Provided records Start Marker

//! Score root: header metadata, part list, and parts

use std::fs;
use std::path::Path;

use serde::{Deserialize, Serialize};

use crate::error::Result;
use crate::models::common::{Font, StartStop};
use crate::models::layout::{Appearance, PageLayout, Scaling, StaffLayout, SystemLayout};
use crate::models::measure::Part;

/// The root of a partwise score document.
#[derive(Debug, Clone, PartialEq, Serialize, Deserialize)]
pub struct ScorePartwise {
    pub version: String,
    pub work: Option<Work>,
    pub movement_number: Option<String>,
    pub movement_title: Option<String>,
    pub identification: Option<Identification>,
    pub defaults: Option<Defaults>,
    pub credits: Vec<Credit>,
    pub part_list: PartList,
    pub parts: Vec<Part>,
}

impl ScorePartwise {
    pub fn new() -> ScorePartwise {
        ScorePartwise {
            version: "2.0".to_string(),
            work: None,
            movement_number: None,
            movement_title: None,
            identification: None,
            defaults: None,
            credits: Vec::new(),
            part_list: PartList::default(),
            parts: Vec::new(),
        }
    }

    /// Parse a partwise score from XML text.
    pub fn from_xml(xml: &str) -> Result<ScorePartwise> {
        crate::xml::read_document(xml)
    }

    /// Render the score as XML text with the partwise DOCTYPE header.
    pub fn to_xml(&self) -> String {
        crate::xml::write_document(self)
    }

    pub fn from_file(path: impl AsRef<Path>) -> Result<ScorePartwise> {
        let text = fs::read_to_string(path)?;
        ScorePartwise::from_xml(&text)
    }

    pub fn to_file(&self, path: impl AsRef<Path>) -> Result<()> {
        fs::write(path, self.to_xml())?;
        Ok(())
    }
}

impl Default for ScorePartwise {
    fn default() -> Self {
        ScorePartwise::new()
    }
}

#[derive(Debug, Clone, Default, PartialEq, Serialize, Deserialize)]
pub struct Work {
    pub work_number: Option<String>,
    pub work_title: Option<String>,
    /// Link to the opus document this work belongs to.
    pub opus: Option<String>,
}

#[derive(Debug, Clone, Default, PartialEq, Serialize, Deserialize)]
pub struct Identification {
    pub creators: Vec<Creator>,
    pub rights: Vec<String>,
    pub encoding: Option<Encoding>,
    pub source: Option<String>,
    pub miscellaneous: Vec<MiscellaneousField>,
}

/// A creator credit; `creator_type` is "composer", "lyricist", and so on.
#[derive(Debug, Clone, PartialEq, Serialize, Deserialize)]
pub struct Creator {
    pub creator_type: Option<String>,
    pub name: String,
}

#[derive(Debug, Clone, Default, PartialEq, Serialize, Deserialize)]
pub struct Encoding {
    pub software: Vec<String>,
    pub encoding_date: Option<String>,
    pub supports: Vec<Supports>,
}

/// Declares whether the encoder supports a given element.
#[derive(Debug, Clone, PartialEq, Serialize, Deserialize)]
pub struct Supports {
    pub element: String,
    pub supported: bool,
}

#[derive(Debug, Clone, PartialEq, Serialize, Deserialize)]
pub struct MiscellaneousField {
    pub name: String,
    pub value: String,
}

#[derive(Debug, Clone, Default, PartialEq, Serialize, Deserialize)]
pub struct Defaults {
    pub scaling: Option<Scaling>,
    pub page_layout: Option<PageLayout>,
    pub system_layout: Option<SystemLayout>,
    pub staff_layouts: Vec<StaffLayout>,
    pub appearance: Option<Appearance>,
    pub music_font: Option<Font>,
    pub word_font: Option<Font>,
    pub lyric_fonts: Vec<Font>,
}

#[derive(Debug, Clone, Default, PartialEq, Serialize, Deserialize)]
pub struct Credit {
    pub page: Option<u32>,
    pub credit_types: Vec<String>,
    pub credit_words: Vec<CreditWords>,
}

#[derive(Debug, Clone, Default, PartialEq, Serialize, Deserialize)]
pub struct CreditWords {
    pub text: String,
    pub default_x: Option<f32>,
    pub default_y: Option<f32>,
    pub font_size: Option<String>,
    pub justify: Option<String>,
}

/// Ordered part-list entries: score-parts interleaved with group
/// start/stop markers.
#[derive(Debug, Clone, Default, PartialEq, Serialize, Deserialize)]
pub struct PartList {
    pub entries: Vec<PartListEntry>,
}

impl PartList {
    /// The score-part declarations, skipping group markers.
    pub fn score_parts(&self) -> impl Iterator<Item = &ScorePart> {
        self.entries.iter().filter_map(|entry| match entry {
            PartListEntry::ScorePart(part) => Some(part),
            _ => None,
        })
    }
}

#[derive(Debug, Clone, PartialEq, Serialize, Deserialize)]
pub enum PartListEntry {
    PartGroup(PartGroup),
    ScorePart(ScorePart),
}

#[derive(Debug, Clone, PartialEq, Serialize, Deserialize)]
pub struct PartGroup {
    pub group_type: StartStop,
    pub number: Option<String>,
    pub group_name: Option<String>,
    pub group_symbol: Option<GroupSymbol>,
    pub group_barline: Option<bool>,
}

#[derive(Debug, Clone, Copy, PartialEq, Eq, Serialize, Deserialize)]
pub enum GroupSymbol {
    None,
    Brace,
    Line,
    Bracket,
}

impl GroupSymbol {
    pub fn name(self) -> &'static str {
        match self {
            GroupSymbol::None => "none",
            GroupSymbol::Brace => "brace",
            GroupSymbol::Line => "line",
            GroupSymbol::Bracket => "bracket",
        }
    }

    pub fn from_name(s: &str) -> Option<GroupSymbol> {
        match s {
            "none" => Some(GroupSymbol::None),
            "brace" => Some(GroupSymbol::Brace),
            "line" => Some(GroupSymbol::Line),
            "bracket" => Some(GroupSymbol::Bracket),
            _ => None,
        }
    }
}

/// Declares one part: its id, display names, and instruments.
#[derive(Debug, Clone, PartialEq, Serialize, Deserialize)]
pub struct ScorePart {
    pub id: String,
    pub part_name: String,
    pub part_abbreviation: Option<String>,
    pub score_instruments: Vec<ScoreInstrument>,
    pub midi_instruments: Vec<MidiInstrument>,
}

impl ScorePart {
    pub fn new(id: impl Into<String>, part_name: impl Into<String>) -> ScorePart {
        ScorePart {
            id: id.into(),
            part_name: part_name.into(),
            part_abbreviation: None,
            score_instruments: Vec::new(),
            midi_instruments: Vec::new(),
        }
    }
}

#[derive(Debug, Clone, PartialEq, Serialize, Deserialize)]
pub struct ScoreInstrument {
    pub id: String,
    pub instrument_name: String,
}

#[derive(Debug, Clone, Default, PartialEq, Serialize, Deserialize)]
pub struct MidiInstrument {
    pub id: String,
    pub midi_channel: Option<u8>,
    pub midi_program: Option<u8>,
    pub volume: Option<f32>,
    pub pan: Option<f32>,
}

#[cfg(test)]
mod tests {
    use super::*;

    #[test]
    fn test_score_parts_skips_group_markers() {
        let mut list = PartList::default();
        list.entries.push(PartListEntry::PartGroup(PartGroup {
            group_type: StartStop::Start,
            number: None,
            group_name: None,
            group_symbol: Some(GroupSymbol::Bracket),
            group_barline: None,
        }));
        list.entries.push(PartListEntry::ScorePart(ScorePart::new("P1", "Voice")));
        list.entries.push(PartListEntry::PartGroup(PartGroup {
            group_type: StartStop::Stop,
            number: None,
            group_name: None,
            group_symbol: None,
            group_barline: None,
        }));

        let ids: Vec<&str> = list.score_parts().map(|p| p.id.as_str()).collect();
        assert_eq!(ids, vec!["P1"]);
    }
}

Provided records End Marker

What is needed — The line containing "use crate::models::measure::Part;" marks the end. Please print exactly every line from the top of the data to it, both included, and nothing more.

Answer to this task —
//! Score root: header metadata, part list, and parts

use std::fs;
use std::path::Path;

use serde::{Deserialize, Serialize};

use crate::error::Result;
use crate::models::common::{Font, StartStop};
use crate::models::layout::{Appearance, PageLayout, Scaling, StaffLayout, SystemLayout};
use crate::models::measure::Part;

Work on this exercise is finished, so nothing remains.